BRIEF:
If a line in the following entries holds the string "identification", include it in the tally. State the total and nothing further.

START RECORDS FOR THE TASK

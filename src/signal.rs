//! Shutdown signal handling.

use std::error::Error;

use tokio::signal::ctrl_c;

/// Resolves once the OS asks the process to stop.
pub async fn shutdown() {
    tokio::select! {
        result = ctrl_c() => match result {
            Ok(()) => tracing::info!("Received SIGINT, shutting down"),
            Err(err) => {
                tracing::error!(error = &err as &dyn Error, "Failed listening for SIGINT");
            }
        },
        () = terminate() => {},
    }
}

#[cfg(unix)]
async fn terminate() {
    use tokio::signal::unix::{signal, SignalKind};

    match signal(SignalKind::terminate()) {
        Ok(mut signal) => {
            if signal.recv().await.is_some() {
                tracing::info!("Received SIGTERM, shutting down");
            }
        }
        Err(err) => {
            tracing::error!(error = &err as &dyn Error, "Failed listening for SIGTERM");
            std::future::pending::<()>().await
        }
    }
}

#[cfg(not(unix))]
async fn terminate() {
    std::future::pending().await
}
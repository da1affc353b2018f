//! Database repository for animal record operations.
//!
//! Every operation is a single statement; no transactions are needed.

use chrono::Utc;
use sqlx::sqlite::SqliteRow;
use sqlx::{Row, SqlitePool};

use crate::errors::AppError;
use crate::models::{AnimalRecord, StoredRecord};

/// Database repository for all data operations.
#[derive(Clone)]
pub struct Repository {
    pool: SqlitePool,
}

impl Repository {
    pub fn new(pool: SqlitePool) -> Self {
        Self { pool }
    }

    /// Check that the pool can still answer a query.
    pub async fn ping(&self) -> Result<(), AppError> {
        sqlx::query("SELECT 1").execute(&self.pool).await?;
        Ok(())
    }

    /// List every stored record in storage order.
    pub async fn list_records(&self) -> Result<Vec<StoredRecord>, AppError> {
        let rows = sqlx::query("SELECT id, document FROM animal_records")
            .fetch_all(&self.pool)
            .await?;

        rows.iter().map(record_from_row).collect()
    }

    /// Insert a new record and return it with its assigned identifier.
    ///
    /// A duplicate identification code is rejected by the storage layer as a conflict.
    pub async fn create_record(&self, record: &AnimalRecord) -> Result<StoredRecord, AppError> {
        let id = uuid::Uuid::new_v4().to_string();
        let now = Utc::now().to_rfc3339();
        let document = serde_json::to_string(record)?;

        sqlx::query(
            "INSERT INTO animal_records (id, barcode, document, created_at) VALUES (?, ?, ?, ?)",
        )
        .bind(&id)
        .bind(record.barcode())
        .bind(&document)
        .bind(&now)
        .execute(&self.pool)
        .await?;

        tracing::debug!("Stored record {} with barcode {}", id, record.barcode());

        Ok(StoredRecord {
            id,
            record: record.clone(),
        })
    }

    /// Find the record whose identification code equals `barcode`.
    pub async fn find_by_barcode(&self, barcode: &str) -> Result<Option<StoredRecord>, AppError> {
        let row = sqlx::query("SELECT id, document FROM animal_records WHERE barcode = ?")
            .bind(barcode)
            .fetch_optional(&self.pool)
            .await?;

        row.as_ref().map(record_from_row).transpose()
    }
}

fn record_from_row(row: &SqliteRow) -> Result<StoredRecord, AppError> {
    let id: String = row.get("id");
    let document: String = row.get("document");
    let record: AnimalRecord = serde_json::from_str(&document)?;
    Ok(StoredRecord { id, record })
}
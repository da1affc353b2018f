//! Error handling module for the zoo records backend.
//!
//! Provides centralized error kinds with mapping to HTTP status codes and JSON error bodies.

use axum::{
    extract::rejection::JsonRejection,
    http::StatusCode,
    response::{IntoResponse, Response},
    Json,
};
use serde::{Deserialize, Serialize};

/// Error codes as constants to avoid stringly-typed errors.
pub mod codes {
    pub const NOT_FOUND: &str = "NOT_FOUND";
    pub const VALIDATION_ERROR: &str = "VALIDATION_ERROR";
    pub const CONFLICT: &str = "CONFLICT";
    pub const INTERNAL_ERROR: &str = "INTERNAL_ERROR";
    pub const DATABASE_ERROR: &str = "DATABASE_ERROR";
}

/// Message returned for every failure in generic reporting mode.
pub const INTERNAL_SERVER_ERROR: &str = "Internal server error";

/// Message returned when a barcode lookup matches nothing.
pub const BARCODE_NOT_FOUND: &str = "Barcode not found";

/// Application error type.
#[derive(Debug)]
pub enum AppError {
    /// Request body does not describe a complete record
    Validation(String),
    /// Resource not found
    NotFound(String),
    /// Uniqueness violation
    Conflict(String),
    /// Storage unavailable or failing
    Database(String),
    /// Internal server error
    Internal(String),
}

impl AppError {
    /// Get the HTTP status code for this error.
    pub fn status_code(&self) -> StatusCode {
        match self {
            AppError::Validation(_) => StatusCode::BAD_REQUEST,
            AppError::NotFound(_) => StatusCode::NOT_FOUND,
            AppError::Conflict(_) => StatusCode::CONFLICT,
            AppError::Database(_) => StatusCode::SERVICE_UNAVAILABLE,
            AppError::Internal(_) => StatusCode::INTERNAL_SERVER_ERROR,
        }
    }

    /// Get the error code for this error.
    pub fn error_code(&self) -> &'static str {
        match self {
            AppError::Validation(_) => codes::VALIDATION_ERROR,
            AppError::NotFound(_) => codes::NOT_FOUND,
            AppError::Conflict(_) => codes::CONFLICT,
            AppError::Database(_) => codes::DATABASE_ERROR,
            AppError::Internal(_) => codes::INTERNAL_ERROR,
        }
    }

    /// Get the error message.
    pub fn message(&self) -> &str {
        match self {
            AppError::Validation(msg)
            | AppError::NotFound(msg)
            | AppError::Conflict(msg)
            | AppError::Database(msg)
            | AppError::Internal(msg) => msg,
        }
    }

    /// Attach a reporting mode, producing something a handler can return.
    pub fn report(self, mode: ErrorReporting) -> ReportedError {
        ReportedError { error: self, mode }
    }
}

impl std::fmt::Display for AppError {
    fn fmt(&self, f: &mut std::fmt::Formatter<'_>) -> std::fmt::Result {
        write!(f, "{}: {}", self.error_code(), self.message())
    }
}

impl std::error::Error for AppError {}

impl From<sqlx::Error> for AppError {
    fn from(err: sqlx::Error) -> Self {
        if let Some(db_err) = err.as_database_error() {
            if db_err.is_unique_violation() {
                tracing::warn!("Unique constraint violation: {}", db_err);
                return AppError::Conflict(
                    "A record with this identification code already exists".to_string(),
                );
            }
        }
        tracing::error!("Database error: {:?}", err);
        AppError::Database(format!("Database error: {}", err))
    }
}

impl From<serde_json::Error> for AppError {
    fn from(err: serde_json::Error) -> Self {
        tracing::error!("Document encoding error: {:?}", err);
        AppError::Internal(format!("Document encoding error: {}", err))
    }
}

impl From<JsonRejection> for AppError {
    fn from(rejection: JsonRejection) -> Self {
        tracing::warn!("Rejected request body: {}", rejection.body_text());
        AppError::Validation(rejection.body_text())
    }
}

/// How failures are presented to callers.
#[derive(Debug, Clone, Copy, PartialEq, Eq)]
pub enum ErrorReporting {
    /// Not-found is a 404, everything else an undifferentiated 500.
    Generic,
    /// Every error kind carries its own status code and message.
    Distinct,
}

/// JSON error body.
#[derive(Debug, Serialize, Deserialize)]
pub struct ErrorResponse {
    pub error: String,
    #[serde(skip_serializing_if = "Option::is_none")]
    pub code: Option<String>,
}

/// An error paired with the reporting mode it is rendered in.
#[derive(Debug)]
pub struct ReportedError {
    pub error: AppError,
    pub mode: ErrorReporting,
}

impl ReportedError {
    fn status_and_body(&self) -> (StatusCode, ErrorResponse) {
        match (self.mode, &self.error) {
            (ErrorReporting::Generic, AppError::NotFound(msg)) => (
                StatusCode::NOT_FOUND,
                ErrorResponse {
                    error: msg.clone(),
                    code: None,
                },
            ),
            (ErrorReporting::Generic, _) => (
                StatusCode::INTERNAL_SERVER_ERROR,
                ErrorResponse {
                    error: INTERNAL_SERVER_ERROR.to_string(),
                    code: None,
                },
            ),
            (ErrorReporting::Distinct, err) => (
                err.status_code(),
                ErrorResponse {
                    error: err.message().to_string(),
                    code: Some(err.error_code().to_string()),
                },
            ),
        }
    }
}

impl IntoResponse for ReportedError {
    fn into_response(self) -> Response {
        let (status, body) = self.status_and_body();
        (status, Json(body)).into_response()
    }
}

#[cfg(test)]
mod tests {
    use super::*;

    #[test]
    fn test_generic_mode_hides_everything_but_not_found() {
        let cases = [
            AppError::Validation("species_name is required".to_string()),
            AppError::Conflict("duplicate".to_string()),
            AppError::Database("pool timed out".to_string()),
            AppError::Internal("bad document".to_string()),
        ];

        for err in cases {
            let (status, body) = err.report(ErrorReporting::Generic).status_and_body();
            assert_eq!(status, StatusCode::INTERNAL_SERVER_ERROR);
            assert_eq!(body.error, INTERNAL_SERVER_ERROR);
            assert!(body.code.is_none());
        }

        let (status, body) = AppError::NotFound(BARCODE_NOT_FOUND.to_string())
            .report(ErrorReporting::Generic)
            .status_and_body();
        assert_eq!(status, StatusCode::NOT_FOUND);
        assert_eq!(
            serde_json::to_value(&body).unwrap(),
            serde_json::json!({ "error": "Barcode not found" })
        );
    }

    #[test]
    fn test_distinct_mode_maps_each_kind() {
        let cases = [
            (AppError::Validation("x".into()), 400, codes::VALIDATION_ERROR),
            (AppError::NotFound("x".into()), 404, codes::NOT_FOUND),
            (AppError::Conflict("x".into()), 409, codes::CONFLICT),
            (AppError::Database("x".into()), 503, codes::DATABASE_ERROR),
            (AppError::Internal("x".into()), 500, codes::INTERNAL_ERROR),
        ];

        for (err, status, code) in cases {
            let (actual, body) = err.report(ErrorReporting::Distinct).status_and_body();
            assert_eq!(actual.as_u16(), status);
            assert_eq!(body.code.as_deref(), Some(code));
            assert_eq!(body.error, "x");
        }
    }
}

END RECORDS FOR THE TASK

RESULT:
3